と思っていたところ、平良さんの「伊良部トーガニ」では、同じく歌詞はミャークフツだから意味は全然みんなわからないはずなのに、唄声の素晴らしさでうならせてしまう、拍手万雷、指笛鳴りやまず、となるんですから、たんに「ウチナーグチがわからないから沖縄民謡はつまらない」ということではないようですね。
「みっちゃん」なんか、「沖縄方言は全然わからない!言葉がわからなくて苦痛なのはもうたくさん!だから使わないで!」と私に通告してるんですけど、アルテで三線の人が出るたび、そう思ってるはずよ~。でも平良さんのやつでは、さすがに「やめてちょうだい!」とは思わなかったでしょうね。

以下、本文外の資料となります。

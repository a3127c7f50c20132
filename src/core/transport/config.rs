//! Transport configuration types.

use serde::{Deserialize, Serialize};

/// Transport configuration options.
#[derive(Debug, Clone, Serialize, Deserialize)]
#[serde(tag = "type", rename_all = "lowercase")]
pub enum TransportConfig {
    /// Standard input/output transport (default for MCP).
    #[cfg(feature = "stdio")]
    Stdio,

    /// TCP socket transport with JSON-RPC messages.
    #[cfg(feature = "tcp")]
    Tcp(TcpConfig),

    /// HTTP transport with JSON-RPC over POST.
    #[cfg(feature = "http")]
    Http(HttpConfig),
}

/// TCP transport configuration.
#[cfg(feature = "tcp")]
#[derive(Debug, Clone, Serialize, Deserialize)]
pub struct TcpConfig {
    /// Port number to listen on.
    pub port: u16,

    /// Host address to bind to.
    #[serde(default = "default_host")]
    pub host: String,
}

/// HTTP transport configuration.
#[cfg(feature = "http")]
#[derive(Debug, Clone, Serialize, Deserialize)]
pub struct HttpConfig {
    /// Port number to listen on.
    pub port: u16,

    /// Host address to bind to.
    #[serde(default = "default_host")]
    pub host: String,

    /// Path for JSON-RPC endpoint.
    #[serde(default = "default_rpc_path")]
    pub rpc_path: String,

    /// Enable CORS for browser clients.
    #[serde(default = "default_cors")]
    pub enable_cors: bool,
}

#[cfg(any(feature = "tcp", feature = "http"))]
fn default_host() -> String {
    "127.0.0.1".to_string()
}

#[cfg(feature = "http")]
fn default_rpc_path() -> String {
    "/mcp".to_string()
}

#[cfg(feature = "http")]
fn default_cors() -> bool {
    true
}

impl Default for TransportConfig {
    fn default() -> Self {
        #[cfg(feature = "stdio")]
        {
            return Self::Stdio;
        }

        #[cfg(all(not(feature = "stdio"), feature = "tcp"))]
        {
            return Self::Tcp(TcpConfig::default());
        }

        #[cfg(all(not(feature = "stdio"), not(feature = "tcp"), feature = "http"))]
        {
            return Self::Http(HttpConfig::default());
        }

        #[cfg(not(any(feature = "stdio", feature = "tcp", feature = "http")))]
        {
            compile_error!("At least one transport feature must be enabled: stdio, tcp, or http");
        }
    }
}

#[cfg(feature = "tcp")]
impl Default for TcpConfig {
    fn default() -> Self {
        Self {
            port: 3000,
            host: default_host(),
        }
    }
}

#[cfg(feature = "http")]
impl Default for HttpConfig {
    fn default() -> Self {
        Self {
            port: 8080,
            host: default_host(),
            rpc_path: default_rpc_path(),
            enable_cors: default_cors(),
        }
    }
}

impl TransportConfig {
    /// Load transport config from environment variables.
    pub fn from_env() -> Self {
        let transport = std::env::var("MCP_TRANSPORT")
            .unwrap_or_default()
            .to_lowercase();

        match transport.as_str() {
            #[cfg(feature = "tcp")]
            "tcp" => {
                let port = std::env::var("MCP_TCP_PORT")
                    .ok()
                    .and_then(|p| p.parse().ok())
                    .unwrap_or(3000);
                let host = std::env::var("MCP_TCP_HOST").unwrap_or_else(|_| default_host());
                Self::Tcp(TcpConfig { port, host })
            }
            #[cfg(feature = "http")]
            "http" => {
                let port = std::env::var("MCP_HTTP_PORT")
                    .ok()
                    .and_then(|p| p.parse().ok())
                    .unwrap_or(8080);
                let host = std::env::var("MCP_HTTP_HOST").unwrap_or_else(|_| default_host());
                let rpc_path =
                    std::env::var("MCP_HTTP_PATH").unwrap_or_else(|_| default_rpc_path());
                let enable_cors = std::env::var("MCP_HTTP_CORS")
                    .map(|v| v.to_lowercase() != "false" && v != "0")
                    .unwrap_or(true);
                Self::Http(HttpConfig {
                    port,
                    host,
                    rpc_path,
                    enable_cors,
                })
            }
            #[cfg(feature = "stdio")]
            _ => Self::Stdio,
            #[cfg(all(not(feature = "stdio"), feature = "tcp"))]
            _ => Self::Tcp(TcpConfig::default()),
            #[cfg(all(not(feature = "stdio"), not(feature = "tcp"), feature = "http"))]
            _ => Self::Http(HttpConfig::default()),
        }
    }

    /// Get a description of this transport for logging.
    pub fn description(&self) -> String {
        match self {
            #[cfg(feature = "stdio")]
            Self::Stdio => "STDIO (standard MCP mode)".to_string(),
            #[cfg(feature = "tcp")]
            Self::Tcp(cfg) => format!("TCP on {}:{}", cfg.host, cfg.port),
            #[cfg(feature = "http")]
            Self::Http(cfg) => format!("HTTP on {}:{}{}", cfg.host, cfg.port, cfg.rpc_path),
        }
    }

    /// Check if this transport is the standard STDIO mode.
    pub fn is_stdio(&self) -> bool {
        #[cfg(feature = "stdio")]
        {
            matches!(self, Self::Stdio)
        }
        #[cfg(not(feature = "stdio"))]
        {
            false
        }
    }
}

#[cfg(test)]
mod tests {
    use super::*;

    #[cfg(feature = "http")]
    #[test]
    fn test_http_defaults() {
        let config = HttpConfig::default();
        assert_eq!(config.port, 8080);
        assert_eq!(config.host, "127.0.0.1");
        assert_eq!(config.rpc_path, "/mcp");
        assert!(config.enable_cors);
    }

    #[cfg(feature = "stdio")]
    #[test]
    fn test_stdio_description() {
        assert_eq!(
            TransportConfig::Stdio.description(),
            "STDIO (standard MCP mode)"
        );
    }
}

 アキアキさん、これからも島唄チバッテくださいm(__)m

 民謡の歌詞は難しい。「懐かしき故郷」はまだ分かりやすい方です。はじめに丁寧に歌詞の説明をしたんですが。民謡を歌うのに「方言は使わないで、苦痛」だといわれると、民謡そのものの否定までいきます。そういう人は平良さんの歌でも、その良さが分からないでしょう。
 分からない人がいるからといって、民謡を歌わないわけにはいかないので、気持ちを込めて歌い続けるしかないですね。平良さんのレベルには到底追いつかないけれど、そえは仕方ない。1人でも民謡の良さが分かってもらえればありがたいですね。